For decades, to minimize estate tax, Moms and Dads transferred their California real property into a Family Limited Partnership (“FLP”) or Family LLC (“FLLC”), and then gave away interests in the FLP or FLLC to their kids. The property tax time bomb is that it is inevitable that there will be a property tax reassessment of the property that Mom and Dad put into the FLP or FLLC no later than the date both Mom and Dad have died.

After a property is contributed to a FLP or FLLC, that property will be reassessed when the original partners or LLC members have transferred, cumulatively from the beginning, more than 50% of their FLP or FLLC interests. This rule, called the “original co-owners rule,” sets the timer on the property tax time bomb and causes a change in ownership and a full reassessment of the property Mom and Dad contributed when Mom and Dad have transferred more than 50% of their FLP and FLLC interests.

If the property has been in the FLP or FLLC for decades, the property tax bill might increase by 5 or 10 or even 20 times over the current tax bill.

But there is a solution. First, find out if your FLP or FLLC is ticking. If it is, then, second, terminate the FLP or FLLC and distribute the real property to the partners or members, as tenants in common. This distribution must be in the exact proportion of their FLP or FLLC interests. If it’s done carefully and correctly, then this distribution will not cause a reassessment. This isn’t for amateurs, so get professional help.

After that, Mom and/or Dad can make transfers of TIC interests to the kids during their lifetime or at their death without a change in ownership by using the $1,000,000 per person exemption for transfers of assessed value (not fair market value) from parents to their children. After making those gifts, it might be possible to put the property back into an FLP or FLLC, if that’s desirable.

Since Mom and Dad can each give during their lives or at their death $11,580,000 of property without gift or estate tax, much estate planning now focuses on maximizing the income tax basis of property. Getting rid of the FLP or FLLC will help maximize the income tax basis of the real property.

With property values and interest rates down due to Covid-19, now is a great time to make transfers to reduce the size of a taxable estate. In a taxable estate, the property tax savings must be weighed against a possible increase in the taxable gross estate.

The property tax time bomb can be avoided in the first place if the FLP or FLLC buys property in its own name, rather than the individuals buying the property as tenants in common or joint tenants and then contributing it to an FLP or FLLC.

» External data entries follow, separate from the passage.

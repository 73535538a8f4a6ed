//! Runtime loading entrypoints for configuration files.

use std::path::Path;

use camino::Utf8PathBuf;
use tracing::debug;

use super::error::file_error;
use super::options::{Format, LoadOptions};
use super::parser::parse;
use crate::{AttrDict, AttrResult, AttrResultExt, Mapping, WrapConfig, merge_all};

/// One decoded configuration file.
#[derive(Debug, Clone)]
pub struct FileLayer {
    /// Where the layer was read from.
    pub path: Utf8PathBuf,
    /// The decoded document.
    pub mapping: Mapping,
}

/// Convert a path to UTF-8, falling back to lossy conversion.
fn to_utf8_path(path: &Path) -> Utf8PathBuf {
    Utf8PathBuf::from_path_buf(path.to_path_buf())
        .unwrap_or_else(|p| Utf8PathBuf::from(p.to_string_lossy().into_owned()))
}

fn decode_file(path: &Path, options: &LoadOptions) -> AttrResult<Mapping> {
    let data = std::fs::read_to_string(path).map_err(|e| file_error(path, e))?;
    let value = match &options.decoder {
        Some(decoder) => decoder(path, &data),
        None => parse(
            options.format.unwrap_or_else(|| Format::from_path(path)),
            &data,
        ),
    }
    .in_file(path)?;
    Mapping::try_from(value).in_file(path)
}

/// Read and decode each file in order, without merging.
///
/// # Errors
///
/// Returns an [`crate::AttrError::File`] naming the offending path when a
/// file cannot be read or decoded, or when its document is not a mapping.
pub fn load_layers<I, P>(paths: I, options: &LoadOptions) -> AttrResult<Vec<FileLayer>>
where
    I: IntoIterator<Item = P>,
    P: AsRef<Path>,
{
    paths
        .into_iter()
        .map(|path| {
            let path = path.as_ref();
            let mapping = decode_file(path, options)?;
            debug!(path = %path.display(), keys = mapping.len(), "loaded configuration file");
            Ok(FileLayer {
                path: to_utf8_path(path),
                mapping,
            })
        })
        .collect()
}

/// Load `paths` in order and merge them, later files winning.
///
/// No paths yield an empty [`AttrDict`]. The result rebuilds sequences into
/// [`LoadOptions::sequence_type`].
///
/// # Examples
///
/// ```rust,no_run
/// use attr_map::{AttrMapping, LoadOptions, load};
///
/// # fn run() -> attr_map::AttrResult<()> {
/// let config = load(["defaults.json", "local.toml"], &LoadOptions::default())?;
/// let port = config.attr("server")?.attr("port")?;
/// println!("port = {}", port.to_value());
/// # Ok(())
/// # }
/// ```
///
/// # Errors
///
/// Returns an [`crate::AttrError::File`] naming the offending path when a
/// file cannot be read or decoded, or when its document is not a mapping.
pub fn load<I, P>(paths: I, options: &LoadOptions) -> AttrResult<AttrDict>
where
    I: IntoIterator<Item = P>,
    P: AsRef<Path>,
{
    let layers = load_layers(paths, options)?;
    let config = WrapConfig::new().with_sequence_type(options.sequence_type);
    Ok(merge_all(layers.into_iter().map(|layer| layer.mapping)).with_config(config))
}
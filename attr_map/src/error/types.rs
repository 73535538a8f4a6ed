//! Primary error enum for attribute mappings.

use std::path::PathBuf;

use thiserror::Error;

use crate::Key;

/// Convenience alias for results carrying an [`AttrError`].
pub type AttrResult<T> = Result<T, AttrError>;

/// Errors raised by attribute mappings and their collaborators.
///
/// Item-style lookups report [`AttrError::MissingKey`], while attribute and
/// callable lookups report [`AttrError::MissingAttribute`]. Callers that only
/// handle one of the two must be able to tell them apart, so they are never
/// folded together. See [`AttrError::is_lookup_error`] and friends.
#[derive(Debug, Error)]
#[non_exhaustive]
pub enum AttrError {
    /// Item access on an absent key.
    #[error("key not found: {key}")]
    MissingKey {
        /// The key that was looked up.
        key: Key,
    },

    /// Attribute or callable access on an absent key, or on a name that
    /// cannot be used as an attribute.
    #[error("'{type_name}' instance has no attribute '{name}'")]
    MissingAttribute {
        /// Name of the wrapper type that was queried.
        type_name: &'static str,
        /// The attribute that was requested.
        name: String,
    },

    /// Assignment or deletion through an attribute-unsafe name.
    #[error("invalid attribute name: {name:?}")]
    InvalidAttribute {
        /// The rejected name.
        name: String,
    },

    /// An entry was requested from an empty mapping.
    #[error("cannot pop an item: mapping is empty")]
    EmptyMapping,

    /// A merge was attempted with an operand that is not mapping-shaped.
    #[error("unsupported operand type(s) for +: '{left}' and '{right}'")]
    UnsupportedOperand {
        /// Shape of the left operand.
        left: &'static str,
        /// Shape of the right operand.
        right: &'static str,
    },

    /// A document or value was expected to be a mapping.
    #[error("expected a mapping, found {found}")]
    NotAMapping {
        /// Shape of the value that was found instead.
        found: &'static str,
    },

    /// The loader received options it does not recognise.
    #[error("unknown load option(s): {}", names.join(", "))]
    UnknownOptions {
        /// Every unrecognised option name, sorted.
        names: Vec<String>,
    },

    /// The loader received a recognised option with an unusable value.
    #[error("invalid value for load option '{name}': {message}")]
    InvalidOption {
        /// Option name.
        name: String,
        /// Why the value was rejected.
        message: String,
    },

    /// A decoder failed to parse configuration text.
    #[error("failed to decode configuration: {source}")]
    Decode {
        /// Underlying decoder error.
        #[source]
        source: Box<dyn std::error::Error + Send + Sync>,
    },

    /// Error originating from a configuration file.
    #[error("Configuration file error in '{path}': {source}")]
    File {
        /// Path that triggered the failure.
        path: PathBuf,
        /// Underlying error reported while reading or decoding the file.
        #[source]
        source: Box<dyn std::error::Error + Send + Sync>,
    },
}
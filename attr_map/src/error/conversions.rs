//! Trait-based conversions between decoder error types and `AttrError`.

use super::AttrError;

/// Convert JSON decoding failures into [`AttrError::Decode`].
impl From<serde_json::Error> for AttrError {
    fn from(e: serde_json::Error) -> Self {
        Self::decode(format!(
            "JSON error: {} at line {}, column {}",
            e,
            e.line(),
            e.column()
        ))
    }
}

/// Convert TOML decoding failures into [`AttrError::Decode`].
#[cfg(feature = "toml")]
impl From<toml::de::Error> for AttrError {
    fn from(e: toml::de::Error) -> Self {
        Self::decode(e)
    }
}
//! YAML decoding backed by `serde-saphyr`.

use serde_json::Value as JsonValue;
use serde_saphyr::Options;

use crate::{AttrError, AttrResult};

/// Parse YAML into a JSON value using strict boolean semantics, so `yes`
/// and `on` stay strings.
pub(super) fn parse(data: &str) -> AttrResult<JsonValue> {
    serde_saphyr::from_str_with_options(
        data,
        Options {
            strict_booleans: true,
            ..Options::default()
        },
    )
    .map_err(|err| AttrError::decode(format!("YAML error: {err}")))
}
//! The plain mutable wrapper.

use std::fmt;

use crate::{
    AttrMapping, BASE_RESERVED_NAMES, Key, MUTABLE_RESERVED_NAMES, Mapping, MutableAttrMapping,
    SequenceKind, Slots, Value, WrapConfig,
};

/// A mutable attribute mapping without a default factory.
#[derive(Debug, Clone, Default)]
pub struct AttrMap {
    slots: Slots,
}

impl AttrMap {
    /// Wrap `mapping` without copying it.
    #[must_use]
    pub fn new(mapping: Mapping) -> Self {
        Self::from(mapping)
    }

    /// Wrap a new mapping built from `pairs`.
    pub fn from_pairs<I, K, V>(pairs: I) -> Self
    where
        I: IntoIterator<Item = (K, V)>,
        K: Into<Key>,
        V: Into<Value>,
    {
        Self::new(Mapping::from_pairs(pairs))
    }

    /// Replace the container sequences are rebuilt into.
    #[must_use]
    pub fn with_sequence_type(mut self, sequence_type: Option<SequenceKind>) -> Self {
        self.slots.config_mut().sequence_type = sequence_type;
        self
    }
}

impl AttrMapping for AttrMap {
    const TYPE_NAME: &'static str = "AttrMap";
    const RESERVED_NAMES: &'static [&'static [&'static str]] = &[
        BASE_RESERVED_NAMES,
        MUTABLE_RESERVED_NAMES,
        &["from_pairs", "new", "with_sequence_type"],
    ];

    fn slots(&self) -> &Slots {
        &self.slots
    }

    fn from_slots(slots: Slots) -> Self {
        Self { slots }
    }

    fn construct(mapping: Mapping, config: WrapConfig) -> Self {
        Self::from_slots(Slots::new(
            mapping,
            WrapConfig::new().with_sequence_type(config.sequence_type),
        ))
    }
}

impl MutableAttrMapping for AttrMap {
    fn slots_mut(&mut self) -> &mut Slots {
        &mut self.slots
    }
}

wrapper_common!(AttrMap);

impl fmt::Display for AttrMap {
    fn fmt(&self, f: &mut fmt::Formatter<'_>) -> fmt::Result {
        write!(f, "a{}", self.slots.mapping())
    }
}
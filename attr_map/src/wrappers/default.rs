//! The wrapper built around a default factory.

use std::fmt;

use crate::{
    AttrMapping, BASE_RESERVED_NAMES, DefaultFactory, Key, MUTABLE_RESERVED_NAMES, Mapping,
    MutableAttrMapping, SequenceKind, Slots, Value, WrapConfig,
};

/// A mutable attribute mapping that fills in missing keys on read.
///
/// Reading an absent key through item, callable or attribute access calls
/// the factory, stores its result and returns it. With `pass_key` set, a
/// callback factory receives the missing key. Without a factory it behaves
/// like [`crate::AttrMap`]. Nested mappings inherit the factory.
///
/// # Examples
///
/// ```
/// use attr_map::{AttrDefault, AttrMapping, DefaultFactory, Key, Value};
///
/// let shout =
///     DefaultFactory::callback(|key| Value::from(key.map(|key| key.label().to_uppercase())));
/// let defaults = AttrDefault::new(Some(shout)).with_pass_key(true);
/// assert_eq!(defaults.attr("hello")?, "HELLO");
/// assert_eq!(defaults.get("other"), None);
/// assert_eq!(defaults.to_string(), r#"AttrDefault(<callback>, true, {"hello": "HELLO"})"#);
/// # Ok::<_, attr_map::AttrError>(())
/// ```
#[derive(Debug, Clone, Default)]
pub struct AttrDefault {
    slots: Slots,
}

impl AttrDefault {
    /// An empty mapping with `factory` for missing keys.
    #[must_use]
    pub fn new(factory: Option<DefaultFactory>) -> Self {
        let config = WrapConfig::new().with_default_factory(factory);
        Self::construct(Mapping::new(), config)
    }

    /// Replace the backing mapping with a new one built from `items`.
    #[must_use]
    pub fn with_items<I, K, V>(self, items: I) -> Self
    where
        I: IntoIterator<Item = (K, V)>,
        K: Into<Key>,
        V: Into<Value>,
    {
        self.with_mapping(Mapping::from_pairs(items))
    }

    /// Wrap `mapping` instead, without copying it.
    #[must_use]
    pub fn with_mapping(self, mapping: Mapping) -> Self {
        Self::from_slots(self.slots.with_mapping(mapping))
    }

    /// Replace the container sequences are rebuilt into.
    #[must_use]
    pub fn with_sequence_type(mut self, sequence_type: Option<SequenceKind>) -> Self {
        self.slots.config_mut().sequence_type = sequence_type;
        self
    }

    /// Set whether the factory receives the missing key.
    #[must_use]
    pub fn with_pass_key(mut self, pass_key: bool) -> Self {
        self.slots.config_mut().pass_key = pass_key;
        self
    }

    /// The factory, if any.
    #[must_use]
    pub fn default_factory(&self) -> Option<&DefaultFactory> {
        self.config().default_factory.as_ref()
    }

    /// Whether the factory receives the missing key.
    #[must_use]
    pub fn pass_key(&self) -> bool {
        self.config().pass_key
    }
}

impl AttrMapping for AttrDefault {
    const TYPE_NAME: &'static str = "AttrDefault";
    const RESERVED_NAMES: &'static [&'static [&'static str]] = &[
        BASE_RESERVED_NAMES,
        MUTABLE_RESERVED_NAMES,
        &[
            "default_factory",
            "new",
            "pass_key",
            "with_items",
            "with_mapping",
            "with_pass_key",
            "with_sequence_type",
        ],
    ];

    fn slots(&self) -> &Slots {
        &self.slots
    }

    fn from_slots(slots: Slots) -> Self {
        Self { slots }
    }
}

impl MutableAttrMapping for AttrDefault {
    fn slots_mut(&mut self) -> &mut Slots {
        &mut self.slots
    }
}

wrapper_common!(AttrDefault);

impl fmt::Display for AttrDefault {
    fn fmt(&self, f: &mut fmt::Formatter<'_>) -> fmt::Result {
        f.write_str("AttrDefault(")?;
        match self.default_factory() {
            Some(factory) => write!(f, "{factory}")?,
            None => f.write_str("None")?,
        }
        write!(f, ", {}, {})", self.pass_key(), self.slots.mapping())
    }
}
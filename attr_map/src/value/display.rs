//! Text representation of values.

use std::fmt;

use super::Value;

fn write_elements(f: &mut fmt::Formatter<'_>, items: &[Value]) -> fmt::Result {
    for (index, item) in items.iter().enumerate() {
        if index > 0 {
            f.write_str(", ")?;
        }
        write!(f, "{item}")?;
    }
    Ok(())
}

impl fmt::Display for Value {
    fn fmt(&self, f: &mut fmt::Formatter<'_>) -> fmt::Result {
        match self {
            Self::Null => f.write_str("null"),
            Self::Bool(flag) => write!(f, "{flag}"),
            Self::Int(number) => write!(f, "{number}"),
            Self::Float(number) => write!(f, "{number:?}"),
            Self::Str(text) => write!(f, "{text:?}"),
            Self::Bytes(bytes) => write!(f, "b{:?}", String::from_utf8_lossy(bytes)),
            Self::List(items) => {
                f.write_str("[")?;
                write_elements(f, items)?;
                f.write_str("]")
            }
            Self::Tuple(items) => {
                f.write_str("(")?;
                write_elements(f, items)?;
                if items.len() == 1 {
                    f.write_str(",")?;
                }
                f.write_str(")")
            }
            Self::Map(mapping) => write!(f, "{mapping}"),
        }
    }
}
use crate::{Resistance, Slot};
use serde::{Deserialize, Serialize};

/// Cost of a recipe. The interpretation of the value is up to the caller;
/// the solver only ever adds and compares costs.
pub type Cost = f64;

/// Sentinel cost of an infeasible assignment, larger than any finite sum.
pub const COST_INF: Cost = f64::INFINITY;

/// A crafting recipe: the resistances it grants, what it costs and the
/// slots it can be applied to.
#[derive(Serialize, Deserialize, Debug, Clone, Copy, PartialEq)]
pub struct Recipe {
    pub resistances: Resistance,
    pub cost: Cost,
    pub slots: Slot,
}

impl Recipe {
    pub const fn new(resistances: Resistance, cost: Cost, slots: Slot) -> Self {
        Self {
            resistances,
            cost,
            slots,
        }
    }

    /// The "leave this slot alone" recipe. Catalogs keep it at index 0.
    pub const fn null() -> Self {
        Self::new(Resistance::zero(), 0.0, Slot::ALL)
    }

    /// A null recipe grants nothing; only such entries are hidden from
    /// printed assignments.
    pub fn is_null(&self) -> bool {
        self.resistances == Resistance::zero()
    }

    pub fn applies_to(&self, slot: Slot) -> bool {
        self.slots.intersects(slot)
    }
}
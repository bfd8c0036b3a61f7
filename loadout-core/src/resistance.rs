use serde::{Deserialize, Serialize};
use std::cmp::Ordering;
use std::ops::{Add, Sub};

/// 4-tuple of elemental resistances.
///
/// Addition is component-wise and unsaturated; callers guarantee components
/// stay within the table dimensions. Subtraction clamps each component at
/// zero, which is what lets the dynamic program treat requirements as
/// "at least" thresholds on the table boundary.
#[derive(Serialize, Deserialize, Debug, Clone, Copy, Default, PartialEq, Eq, Hash)]
pub struct Resistance {
    pub fire: u16,
    pub cold: u16,
    pub lightning: u16,
    pub chaos: u16,
}

impl Resistance {
    pub const fn new(fire: u16, cold: u16, lightning: u16, chaos: u16) -> Self {
        Self {
            fire,
            cold,
            lightning,
            chaos,
        }
    }

    pub const fn zero() -> Self {
        Self::new(0, 0, 0, 0)
    }

    fn all_le(&self, other: &Self) -> bool {
        self.fire <= other.fire
            && self.cold <= other.cold
            && self.lightning <= other.lightning
            && self.chaos <= other.chaos
    }
}

impl Add for Resistance {
    type Output = Resistance;

    fn add(self, other: Resistance) -> Resistance {
        Resistance::new(
            self.fire + other.fire,
            self.cold + other.cold,
            self.lightning + other.lightning,
            self.chaos + other.chaos,
        )
    }
}

impl Sub for Resistance {
    type Output = Resistance;

    /// Component-wise subtraction saturating at zero.
    fn sub(self, other: Resistance) -> Resistance {
        Resistance::new(
            self.fire.saturating_sub(other.fire),
            self.cold.saturating_sub(other.cold),
            self.lightning.saturating_sub(other.lightning),
            self.chaos.saturating_sub(other.chaos),
        )
    }
}

/// Component-wise partial order: `a <= b` holds iff every component of `a`
/// is `<=` the corresponding component of `b`. Mixed tuples are incomparable.
impl PartialOrd for Resistance {
    fn partial_cmp(&self, other: &Self) -> Option<Ordering> {
        if self == other {
            Some(Ordering::Equal)
        } else if self.all_le(other) {
            Some(Ordering::Less)
        } else if other.all_le(self) {
            Some(Ordering::Greater)
        } else {
            None
        }
    }
}
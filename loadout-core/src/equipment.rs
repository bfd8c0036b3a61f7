use crate::{Resistance, Slot};
use serde::{Deserialize, Serialize};

/// A currently equipped item. Only the reassignment planner looks at these.
#[derive(Serialize, Deserialize, Debug, Clone, Copy, PartialEq)]
pub struct Equipment {
    pub slot: Slot,
    /// Resistances crafted onto the item. Forfeited if the item is re-crafted.
    pub crafted: Resistance,
    /// Resistances the item rolls on its own.
    pub base: Resistance,
    pub is_craftable: bool,
    /// True iff this item replaces an old item in the same slot.
    pub is_new: bool,
}

impl Equipment {
    pub const fn new(
        slot: Slot,
        crafted: Resistance,
        base: Resistance,
        is_craftable: bool,
        is_new: bool,
    ) -> Self {
        Self {
            slot,
            crafted,
            base,
            is_craftable,
            is_new,
        }
    }

    pub fn all_resistances(&self) -> Resistance {
        self.crafted + self.base
    }
}
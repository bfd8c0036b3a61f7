//! Data model shared by the solver engines and the CLI: resistance 4-tuples,
//! equipment slot masks, crafting recipes and the dense linearization of the
//! 4D resistance grid used by the dynamic program.

mod assignment;
mod equipment;
mod grid;
mod recipe;
mod resistance;
mod slot;

pub use assignment::{Assignment, SlotAssignment};
pub use equipment::Equipment;
pub use grid::ResistanceGrid;
pub use recipe::{Cost, Recipe, COST_INF};
pub use resistance::Resistance;
pub use slot::{Slot, UnknownSlotError};
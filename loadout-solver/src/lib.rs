//! Minimum-cost assignment of crafting recipes to equipment slots.
//!
//! The solvers run a dynamic program over the dense 4D resistance grid: for
//! each slot in turn, every grid cell asks which applicable recipe reaches it
//! most cheaply from the previous layer. [`ParallelSolver`] sweeps the grid
//! with a work-stealing thread pool; [`CudaSolver`] (behind the `cuda`
//! feature) runs one device thread per cell.

#[cfg(feature = "cuda")]
mod cuda;
mod error;
mod parallel;
mod reassign;

#[cfg(feature = "cuda")]
pub use cuda::CudaSolver;
pub use error::{SolverError, SolverResult};
pub use parallel::ParallelSolver;
pub use reassign::find_minimal_reassignment;

use loadout_core::{Assignment, Cost, Recipe, Resistance, ResistanceGrid, Slot, SlotAssignment};

/// Maximal number of equipment slots a single solve can take.
pub const MAX_SLOT_COUNT: usize = 16;

/// Maximal number of recipe variants, bounded by the 8-bit back-pointer
/// indices the cost tables store.
pub const MAX_RECIPE_COUNT: usize = u8::MAX as usize;

/// A minimum-cost assignment engine.
///
/// Engines own their tables; a solve reuses the buffers of the previous one
/// and grows them when the requirement does. They are movable but not
/// copyable, and a single engine must not run two solves at once (which
/// `&mut self` already enforces).
pub trait AssignmentSolver {
    /// Identifier of this engine.
    fn name(&self) -> &'static str;

    /// Allocate tables for requirements up to `max_required`. Solving above
    /// the initialized bound is allowed and grows the tables.
    fn initialize(&mut self, max_required: Resistance, max_recipes: usize);

    /// Find the cheapest assignment of `recipes` to `slots` whose summed
    /// resistances are at least `required` in every component.
    ///
    /// Catalogs should keep the null recipe at index 0 so that leaving a
    /// slot empty is always an option. Returns `Assignment::invalid()` when
    /// no combination reaches `required`.
    fn solve(
        &mut self,
        required: Resistance,
        slots: &[Slot],
        recipes: &[Recipe],
    ) -> SolverResult<Assignment>;
}

/// Check the problem bounds shared by every engine.
fn check_limits(slots: &[Slot], recipes: &[Recipe]) -> SolverResult<()> {
    if recipes.len() > MAX_RECIPE_COUNT {
        return Err(SolverError::TooManyRecipes {
            count: recipes.len(),
            max: MAX_RECIPE_COUNT,
        });
    }
    if slots.len() > MAX_SLOT_COUNT {
        return Err(SolverError::TooManySlots {
            count: slots.len(),
            max: MAX_SLOT_COUNT,
        });
    }
    Ok(())
}

/// Recover the chosen recipes from the per-step back-pointer slabs.
///
/// Starting at the requirement cell, each step records which recipe the best
/// path used; stepping to the predecessor cell is a saturating subtraction
/// of that recipe's resistances. Null recipes are dropped from the listing,
/// their zero cost is already part of `cost`.
fn walk_back(
    grid: &ResistanceGrid,
    required: Resistance,
    slots: &[Slot],
    recipes: &[Recipe],
    back_pointers: &[Vec<u8>],
    cost: Cost,
) -> Assignment {
    let mut picks = Vec::with_capacity(slots.len());
    let mut value = required;
    for step in (0..slots.len()).rev() {
        let recipe = recipes[back_pointers[step][grid.index_of(value)] as usize];
        value = value - recipe.resistances;
        picks.push(SlotAssignment {
            slot: slots[step],
            recipe,
        });
    }
    picks.reverse();
    picks.retain(|pick| !pick.recipe.is_null());
    Assignment {
        assignments: picks,
        cost,
    }
}
use crate::{check_limits, walk_back, AssignmentSolver, SolverResult, MAX_SLOT_COUNT};
use anyhow::{anyhow, Result};
use cudarc::driver::*;
use cudarc::nvrtc::compile_ptx;
use loadout_core::{Assignment, Cost, Recipe, Resistance, ResistanceGrid, Slot, COST_INF};
use logging_timer::time;
use std::sync::Arc;

const KERNEL_SRC: &str = include_str!("kernels/assignment.cu");
const BLOCK_SIZE: u32 = 256;

/// Dynamic programming engine that runs the grid sweep on a CUDA device.
///
/// The host drives the sequential loop over slots and issues one kernel
/// launch per step; each device thread owns one grid cell. Recipes and the
/// base cost layer are uploaded when a solve starts, the final cost layer
/// and the back-pointer slabs are downloaded when it ends, and nothing
/// crosses the bus in between. Device buffers are acquired in `initialize`
/// and released when the engine is dropped.
pub struct CudaSolver {
    stream: Arc<CudaStream>,
    step_kernel: CudaFunction,
    d_best_cost: CudaSlice<Cost>,
    d_next_cost: CudaSlice<Cost>,
    d_back_pointers: Vec<CudaSlice<u8>>,
    host_cost: Vec<Cost>,
    capacity: usize,
    _ctx: Arc<CudaContext>,
}

impl CudaSolver {
    /// Compile the step kernel and set up buffers on the given device.
    pub fn new(device: usize) -> Result<Self> {
        let ptx = compile_ptx(KERNEL_SRC)
            .map_err(|e| anyhow!("failed to compile the assignment kernel: {:?}", e))?;
        let ctx = CudaContext::new(device)
            .map_err(|e| anyhow!("failed to open CUDA device {}: {:?}", device, e))?;
        let module = ctx
            .load_module(ptx)
            .map_err(|e| anyhow!("failed to load the assignment module: {:?}", e))?;
        let stream = ctx.default_stream();
        let step_kernel = module
            .load_function("assignment_step")
            .map_err(|e| anyhow!("failed to load the assignment kernel: {:?}", e))?;

        let d_best_cost = stream
            .alloc_zeros::<Cost>(1)
            .map_err(|e| anyhow!("failed to allocate device buffers: {:?}", e))?;
        let d_next_cost = stream
            .alloc_zeros::<Cost>(1)
            .map_err(|e| anyhow!("failed to allocate device buffers: {:?}", e))?;
        let d_back_pointers = (0..MAX_SLOT_COUNT)
            .map(|_| stream.alloc_zeros::<u8>(1))
            .collect::<Result<Vec<_>, _>>()
            .map_err(|e| anyhow!("failed to allocate device buffers: {:?}", e))?;

        Ok(Self {
            stream,
            step_kernel,
            d_best_cost,
            d_next_cost,
            d_back_pointers,
            host_cost: vec![COST_INF; 1],
            capacity: 1,
            _ctx: ctx,
        })
    }

    // Allocation failure on the device is fatal.
    fn reserve(&mut self, cells: usize) {
        if cells <= self.capacity {
            return;
        }
        log::debug!("growing device tables to {} cells", cells);
        self.d_best_cost = self
            .stream
            .alloc_zeros::<Cost>(cells)
            .expect("failed to grow the device cost table");
        self.d_next_cost = self
            .stream
            .alloc_zeros::<Cost>(cells)
            .expect("failed to grow the device cost table");
        self.d_back_pointers = (0..MAX_SLOT_COUNT)
            .map(|_| stream_alloc_bytes(&self.stream, cells))
            .collect();
        self.host_cost = vec![COST_INF; cells];
        self.capacity = cells;
    }
}

fn stream_alloc_bytes(stream: &Arc<CudaStream>, cells: usize) -> CudaSlice<u8> {
    stream
        .alloc_zeros::<u8>(cells)
        .expect("failed to grow the device back-pointer slabs")
}

impl AssignmentSolver for CudaSolver {
    fn name(&self) -> &'static str {
        "cuda"
    }

    fn initialize(&mut self, max_required: Resistance, _max_recipes: usize) {
        let cells = ResistanceGrid::new(max_required).cell_count();
        self.reserve(cells);
    }

    #[time]
    fn solve(
        &mut self,
        required: Resistance,
        slots: &[Slot],
        recipes: &[Recipe],
    ) -> SolverResult<Assignment> {
        check_limits(slots, recipes)?;

        let grid = ResistanceGrid::new(required);
        let cells = grid.cell_count();
        self.reserve(cells);

        // Upload the base layer: zero resistances cost nothing, everything
        // else is unreachable with no slots used.
        self.host_cost.fill(COST_INF);
        self.host_cost[grid.index_of(Resistance::zero())] = 0.0;
        self.stream
            .memcpy_htod(&self.host_cost, &mut self.d_best_cost)
            .expect("failed to upload the base cost layer");

        // Upload the recipe catalog.
        let mut resistances = Vec::with_capacity(recipes.len() * 4);
        for recipe in recipes {
            resistances.extend_from_slice(&[
                recipe.resistances.fire,
                recipe.resistances.cold,
                recipe.resistances.lightning,
                recipe.resistances.chaos,
            ]);
        }
        let costs: Vec<Cost> = recipes.iter().map(|recipe| recipe.cost).collect();
        let masks: Vec<u32> = recipes.iter().map(|recipe| recipe.slots.bits()).collect();
        let d_resistances = self
            .stream
            .memcpy_stod(&resistances)
            .expect("failed to upload the recipe catalog");
        let d_costs = self
            .stream
            .memcpy_stod(&costs)
            .expect("failed to upload the recipe catalog");
        let d_masks = self
            .stream
            .memcpy_stod(&masks)
            .expect("failed to upload the recipe catalog");

        // The kernel never needs the fire dimension; fire is whatever is
        // left after peeling off the three inner axes.
        let [_, dim_cold, dim_lightning, dim_chaos] = grid.dims().map(|d| d as u32);
        let cell_count = cells as u32;
        let recipe_count = recipes.len() as u32;
        let cfg = LaunchConfig {
            grid_dim: ((cell_count + BLOCK_SIZE - 1) / BLOCK_SIZE, 1, 1),
            block_dim: (BLOCK_SIZE, 1, 1),
            shared_mem_bytes: 0,
        };

        for (step, &slot) in slots.iter().enumerate() {
            let slot_mask = slot.bits();
            unsafe {
                self.stream
                    .launch_builder(&self.step_kernel)
                    .arg(&self.d_best_cost)
                    .arg(&mut self.d_next_cost)
                    .arg(&mut self.d_back_pointers[step])
                    .arg(&d_resistances)
                    .arg(&d_costs)
                    .arg(&d_masks)
                    .arg(&recipe_count)
                    .arg(&slot_mask)
                    .arg(&dim_cold)
                    .arg(&dim_lightning)
                    .arg(&dim_chaos)
                    .arg(&cell_count)
                    .launch(cfg.clone())
                    .expect("failed to launch the assignment kernel");
            }
            self.stream
                .synchronize()
                .expect("failed to synchronize the assignment kernel");
            std::mem::swap(&mut self.d_best_cost, &mut self.d_next_cost);
        }

        // Download the final layer and look up the answer.
        let final_cost = self
            .stream
            .memcpy_dtov(&self.d_best_cost)
            .expect("failed to download the final cost layer");
        let cost = final_cost[grid.index_of(required)];
        if cost >= COST_INF {
            return Ok(Assignment::invalid());
        }

        let mut back_pointers = Vec::with_capacity(slots.len());
        for slab in &self.d_back_pointers[..slots.len()] {
            back_pointers.push(
                self.stream
                    .memcpy_dtov(slab)
                    .expect("failed to download the back-pointer slabs"),
            );
        }
        Ok(walk_back(
            &grid,
            required,
            slots,
            recipes,
            &back_pointers,
            cost,
        ))
    }
}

If passed by the voters, a Proposition on the November 2020 ballot will repeal the need for this planning for commercial real property by reassessing to fair market value commercial and industrial real property every three years. But the need will remain for residential rental property.

 

References:

California Revenue and Taxation Code section 62(a)(2), 64(d) and 63.1.

California Property Tax Rule 462.180(d)(2).